He looked up from his work and said, “I’m guessing you’re not really my eleven-thirty from the agency.”

And then he looked me over. Well, he didn’t exactly look at me. It was more like his eyes meandered over me on the way to somewhere better, like I was some guano-covered statue in some second-rate public park or something. Sheesh, what a poser. Him being suck-the-air-right-out-of-your-lungs loaded meant I half expected the whole beneath my contempt routine, but what he said next I genuinely did not anticipate.

“She’s too young.”

What the-? And it came with it’s own dismissive little wave in my direction too. Sure, there’s an age limit for donating blood in normal-human-land, but no vamp I ever met believed in those do-gooder Red Cross type regulations. I seriously think he expected me to just turn tail and leave and that sure as hell wasn’t in the plan.

“Like the Sam bloody Henry I am,” I said, outraged but toning it down a little because Business Weekly says it’s important when negotiating to keep your cool. “I’m nineteen and I’ve been feeding fat-cat vamps like you since the night step-daddy number six had an accident on the way back to his room after giving me his idea of a gift for my fourteenth birthday.”

That got his attention.

A laser gaze settled on me and for the first time in like, forever, I felt what that dude Bernie Madoff might at an annual general meeting of his investors, which is to say, just a trifle less than comfortable.
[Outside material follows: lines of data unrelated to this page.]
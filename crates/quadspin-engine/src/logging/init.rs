use std::sync::Once;

/// Logger configuration.
///
/// `env_filter` follows the `env_logger` filter syntax (e.g. "info", "warn",
/// "quadspin_scene=debug,wgpu=warn").
///
/// `write_style` controls ANSI coloring behavior.
#[derive(Debug, Clone)]
pub struct LoggingConfig {
    pub env_filter: Option<String>,
    pub write_style: env_logger::WriteStyle,
}

impl Default for LoggingConfig {
    fn default() -> Self {
        Self {
            env_filter: None,
            write_style: env_logger::WriteStyle::Auto,
        }
    }
}

static INIT: Once = Once::new();

/// Initializes the global logger once.
///
/// Subsequent calls are ignored. Call early in `main`, before the runtime
/// creates any GPU objects, so adapter selection is visible in the log.
pub fn init_logging(config: LoggingConfig) {
    INIT.call_once(|| {
        let mut builder = env_logger::Builder::new();

        match config.env_filter {
            Some(filter) => {
                builder.parse_filters(&filter);
            }
            None => match std::env::var("RUST_LOG") {
                Ok(filter) => {
                    builder.parse_filters(&filter);
                }
                Err(_) => {
                    // wgpu is chatty at info; keep it at warn unless asked.
                    builder
                        .filter_level(log::LevelFilter::Info)
                        .filter_module("wgpu_core", log::LevelFilter::Warn)
                        .filter_module("wgpu_hal", log::LevelFilter::Warn)
                        .filter_module("naga", log::LevelFilter::Warn);
                }
            },
        }

        builder.write_style(config.write_style);

        // Tests may install their own logger first; don't panic in that case.
        if builder.try_init().is_err() {
            return;
        }

        log::debug!("logging initialized");
    });
}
Something was going on behind those eyes I couldn’t read and it made me nervous. I mean, how peachy keen would you feel about jumping into bloodied water with a hungry great white shark? I know - not too great unless you knew for sure it was a committed vegetarian, right? The. Point. Is. You have to be able to read your apex predator - know when to hold up, know when to - you know how the rest of that country classic goes. Otherwise its all fun and games and then its goodnight sally without so much as a pink slip in your paycheck.

“Ray, give her some money and get her out of here,” he said finally to one of the crisp business-minions in the room and looked back down toward his work as if this golden opportunity for him to fund my future life plans was actually over. And that’s when things went to hell.

I ejected the sharp little silver blade I keep stitched into the hem of my sleeve for emergencies – no one ever thinks to check someone as sweetly innocently-looking as me for deadly weapons - and slashed it right across the middle of my right palm. Or at least, that’s what I would have done if everyone hadn’t been yelling hysterically get down on the ground get down on the ground like this was LAX International and what I was holding in my hand was an AK-47 and not a harmless little lancet and The Man himself hadn’t suddenly been standing there in front of me – goddamn, he was fast - crushing my wrist between two perfectly manicured pale fingers.

It’s funny, from everyone else’s reactions I thought I’d finally made one smart move too many and that the next thing I’d be holding in my hand would be a one-way ticket to a location much, much further south than Florida, but he surprised me with a brief, but definite, flicker of admiration before the businessman inside shut that down and in a smooth, professional voice he said, “Allow me.”

I held my index finger out and he pinched the sides and then, son of a bitch, plunged the lancet in deep enough to really sting. Guess I deserved that. A perfect, glossy, red sphere welled to the top, holding its shape like a mini balloon blown up by tiny little blood elves or what have you. I didn’t have to see all the other vamps in the room stiffen and sit up just a little straighter to know for sure that they all were. Every vamp always did. It was just like Jimmy had said way back when. The stuff inside me was pure gold - and you see, that now means you owe me one, because within the narrative flow that was an ideal time for me to say something dumb like ‘vampire heroin’. Luckily I’m the type that cares enough to want to spare you. That line always makes me want to hurl.

Anyway, I had to hand it to the Old Man, he really knew how to hold his water. He didn’t silver up straight away. It was a pretty impressive display of self-control, and I filed that fact away for future reference.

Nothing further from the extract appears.